**YOUR INSTRUCTIONS:**
Which lines in the records below include the word "join"? Report each of them in full.

**MATERIAL FOR THE TASK:**
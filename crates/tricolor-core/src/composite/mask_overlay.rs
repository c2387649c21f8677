use super::{CompositeImage, Compositor};
use crate::channel_set::ChannelSet;
use crate::filter::{Filter, REFERENCE_FILTER};

/// Draws a solid color layer per filter through an alpha mask derived from
/// that channel's own intensity, over-compositing the layers in a fixed
/// order.
///
/// Over-compositing is not commutative when alpha < 255, so two orderings of
/// the same channels produce visibly different results; the two stock
/// constructors exist to make that ordering sensitivity observable.
#[derive(Clone, Debug)]
pub struct MaskOverlayCompositor {
    name: &'static str,
    order: [Filter; 3],
}

impl MaskOverlayCompositor {
    pub fn new(name: &'static str, order: [Filter; 3]) -> Self {
        Self { name, order }
    }

    /// Blue, then green, then red ("v1 alpha" output).
    pub fn order_bgr() -> Self {
        Self::new("v1_alpha", [Filter::Blue, Filter::Green, Filter::Red])
    }

    /// Red, then green, then blue ("v1 beta" output).
    pub fn order_rgb() -> Self {
        Self::new("v1_beta", [Filter::Red, Filter::Green, Filter::Blue])
    }
}

impl Compositor for MaskOverlayCompositor {
    fn name(&self) -> &'static str {
        self.name
    }

    fn composite(&self, channels: &ChannelSet) -> CompositeImage {
        let bounds = channels.plane(REFERENCE_FILTER).bounds();
        let mut canvas = CompositeImage::blank(bounds);

        for filter in self.order {
            let plane = channels.plane(filter);
            let color = filter.overlay_color();
            for y in bounds.min_y..bounds.max_y {
                for x in bounds.min_x..bounds.max_x {
                    let alpha = plane.sample(x, y) as u32;
                    let dst = canvas.pixel(x, y);
                    let mut out = [0u8; 3];
                    for c in 0..3 {
                        // src over dst with src alpha taken from the mask
                        out[c] =
                            ((color[c] as u32 * alpha + dst[c] as u32 * (255 - alpha)) / 255) as u8;
                    }
                    canvas.set_pixel(x, y, out);
                }
            }
        }

        canvas
    }
}
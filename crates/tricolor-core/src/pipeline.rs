use tracing::{debug, info};

use crate::align::align_channels;
use crate::channel_set::{ChannelSet, SearchState};
use crate::composite::{
    AlignedBlendCompositor, CompositeImage, Compositor, LinearBlendCompositor,
    MaskOverlayCompositor,
};
use crate::diff::difference;
use crate::error::Result;
use crate::filter::{Filter, REFERENCE_FILTER};
use crate::manifest::Manifest;
use crate::plane::ChannelPlane;

/// Where the driver sends composites, diagnostic planes, and the updated
/// manifest. File naming, format, and location are the implementor's
/// concern; the driver only hands over logical output names.
pub trait ObservationSink {
    fn write_composite(&mut self, name: &str, image: &CompositeImage) -> Result<()>;

    fn write_diagnostic(&mut self, name: &str, plane: &ChannelPlane) -> Result<()>;

    fn persist_manifest(&mut self, manifest: &Manifest) -> Result<()>;
}

/// Summary of one observation's run, handed back to the caller.
#[derive(Clone, Debug)]
pub struct ObservationReport {
    /// Whether a search round ran in this invocation.
    pub aligned: bool,
    pub state: SearchState,
    /// Logical names of the composite outputs, in emission order.
    pub outputs: Vec<String>,
}

/// Drive one observation through load → (align) → composite → persist.
///
/// The channel set is already validated (all three filters, identical
/// bounds). The search runs only when `requested_radius` exceeds the radius
/// recorded in the manifest; unaligned diagnostics are always emitted before
/// the post-search ones so the two can be compared. The aligned blend runs
/// whenever this set carries search results, from this round or a previous
/// persisted one. Nothing is written if any step fails: errors abort this
/// observation only.
pub fn process_observation(
    set: &ChannelSet,
    manifest: &Manifest,
    requested_radius: u32,
    sink: &mut dyn ObservationSink,
) -> Result<ObservationReport> {
    let mut current = set.clone();
    let mut aligned = false;
    let mut state = current.search_state(manifest.max_offset);
    let mut updated_manifest = None;

    if requested_radius > manifest.max_offset {
        info!(
            radius = requested_radius,
            previous = manifest.max_offset,
            "search window widened, aligning"
        );
        emit_diagnostics(&current, sink)?;

        let outcome = align_channels(&current, requested_radius);
        current = outcome.set;
        state = SearchState {
            max_radius: requested_radius.max(manifest.max_offset),
            ..outcome.state
        };
        aligned = true;

        emit_diagnostics(&current, sink)?;
        updated_manifest = Some(manifest.with_search_state(&state));
    } else {
        debug!(
            radius = requested_radius,
            previous = manifest.max_offset,
            "radius already explored, skipping search"
        );
    }

    let mut compositors: Vec<Box<dyn Compositor>> = vec![
        Box::new(MaskOverlayCompositor::order_bgr()),
        Box::new(MaskOverlayCompositor::order_rgb()),
        Box::new(LinearBlendCompositor),
    ];
    if aligned || manifest.max_offset > 0 {
        compositors.push(Box::new(AlignedBlendCompositor));
    }

    let mut outputs = Vec::with_capacity(compositors.len());
    for compositor in &compositors {
        let image = compositor.composite(&current);
        sink.write_composite(compositor.name(), &image)?;
        outputs.push(compositor.name().to_string());
    }

    if let Some(manifest) = updated_manifest {
        sink.persist_manifest(&manifest)?;
    }

    Ok(ObservationReport {
        aligned,
        state,
        outputs,
    })
}

/// Emit blue-green and blue-red delta planes at the set's current offsets.
fn emit_diagnostics(set: &ChannelSet, sink: &mut dyn ObservationSink) -> Result<()> {
    for (filter, tag) in [(Filter::Green, "bg"), (Filter::Red, "br")] {
        let offset = set.offset(filter);
        let (diag, score) = difference(set.plane(REFERENCE_FILTER), set.plane(filter), offset);
        debug!(pair = tag, offset = %offset, score, "channel difference");
        sink.write_diagnostic(&format!("v3_{}_align_{}_{}", tag, offset.x, offset.y), &diag)?;
    }
    Ok(())
}
mod common;

use common::plane_of;
use tricolor_core::channel_set::ChannelSet;
use tricolor_core::composite::{Compositor, LinearBlendCompositor};
use tricolor_core::error::TricolorError;
use tricolor_core::io::{load_gray, save_gray, save_rgb};

#[test]
fn test_gray_png_round_trip_is_lossless() {
    let dir = tempfile::tempdir().unwrap();
    let path = dir.path().join("plane.png");

    let plane = plane_of(7, 5, |x, y| (x * 13 + y * 29) as u8);
    save_gray(&plane, &path).unwrap();
    let loaded = load_gray(&path).unwrap();
    assert_eq!(loaded, plane);
}

#[test]
fn test_color_input_is_rejected() {
    let dir = tempfile::tempdir().unwrap();
    let path = dir.path().join("color.png");

    let set = ChannelSet::new(
        plane_of(4, 4, |_, _| 10),
        plane_of(4, 4, |_, _| 20),
        plane_of(4, 4, |_, _| 30),
    )
    .unwrap();
    save_rgb(&LinearBlendCompositor.composite(&set), &path).unwrap();

    match load_gray(&path) {
        Err(TricolorError::Decode { path: p, .. }) => assert_eq!(p, path),
        other => panic!("expected Decode error, got {other:?}"),
    }
}

#[test]
fn test_missing_file_is_a_decode_error_with_context() {
    let dir = tempfile::tempdir().unwrap();
    let path = dir.path().join("nope.png");
    match load_gray(&path) {
        Err(TricolorError::Decode { path: p, .. }) => assert_eq!(p, path),
        other => panic!("expected Decode error, got {other:?}"),
    }
}
use sqlx::{postgres::PgPoolOptions, Pool, Postgres};
use tracing::info;

use crate::config::DatabaseConfig;
use crate::error::{BookingError, BookingResult};

#[derive(Clone)]
pub struct Database {
    pub pool: Pool<Postgres>,
}

impl Database {
    // Соединение проверяется сразу: недоступная база - ошибка старта, а не
    // отложенный сбой на первой брони
    pub async fn connect(config: &DatabaseConfig) -> BookingResult<Self> {
        let pool = PgPoolOptions::new()
            .max_connections(config.pool_size)
            .acquire_timeout(config.acquire_timeout())
            .connect(&config.url)
            .await
            .map_err(BookingError::BackingStoreUnavailable)?;

        sqlx::query("SELECT 1")
            .execute(&pool)
            .await
            .map_err(BookingError::BackingStoreUnavailable)?;

        info!(pool_size = config.pool_size, "Connected to Postgres");
        Ok(Database { pool })
    }

    pub async fn run_migrations(&self) -> BookingResult<()> {
        info!("Running database migrations...");
        sqlx::migrate!("./src/migrations").run(&self.pool).await?;
        info!("Migrations completed");
        Ok(())
    }

    pub async fn close(&self) {
        if !self.pool.is_closed() {
            self.pool.close().await;
            info!("Postgres connection closed");
        }
    }
}
pub mod status;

**WRITTEN RESPONSE:**
    let path = dir.path().join("plane.png");
    let path = dir.path().join("color.png");
    let path = dir.path().join("nope.png");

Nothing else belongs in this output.